[The input]
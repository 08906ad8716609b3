//! Capgate Telemetry - Diagnostic logging setup.
//!
//! Installs a `tracing-subscriber` registry with an `EnvFilter` and one of
//! several output formats. Access audit events (target `capgate::access`)
//! flow through the same subscriber, so they can be filtered independently
//! with a directive such as `capgate::access=warn`.
//!
//! # Example
//!
//! ```rust,no_run
//! use capgate_telemetry::{LogConfig, LogFormat, setup_logging};
//!
//! # fn main() -> Result<(), capgate_telemetry::TelemetryError> {
//! let config = LogConfig::new("info")
//!     .with_format(LogFormat::Json)
//!     .with_directive("capgate_policy=debug");
//!
//! setup_logging(&config)?;
//! tracing::info!("Authorization engine ready");
//! # Ok(())
//! # }
//! ```

#![deny(unsafe_code)]
#![deny(missing_docs)]
#![deny(clippy::all)]
#![warn(unreachable_pub)]
#![deny(clippy::unwrap_used)]
#![cfg_attr(test, allow(clippy::unwrap_used))]

pub mod prelude;

mod error;
mod logging;

pub use error::{TelemetryError, TelemetryResult};
pub use logging::{LogConfig, LogFormat, LogTarget, setup_default_logging, setup_logging};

[Task to carry out] Please print exactly the lines from the one containing "#![deny(clippy::unwrap_used)]" through the last line of the records, both included, and nothing else.

[Answer space]
#![deny(clippy::unwrap_used)]
#![cfg_attr(test, allow(clippy::unwrap_used))]

pub mod prelude;

mod error;
mod logging;

pub use error::{TelemetryError, TelemetryResult};
pub use logging::{LogConfig, LogFormat, LogTarget, setup_default_logging, setup_logging};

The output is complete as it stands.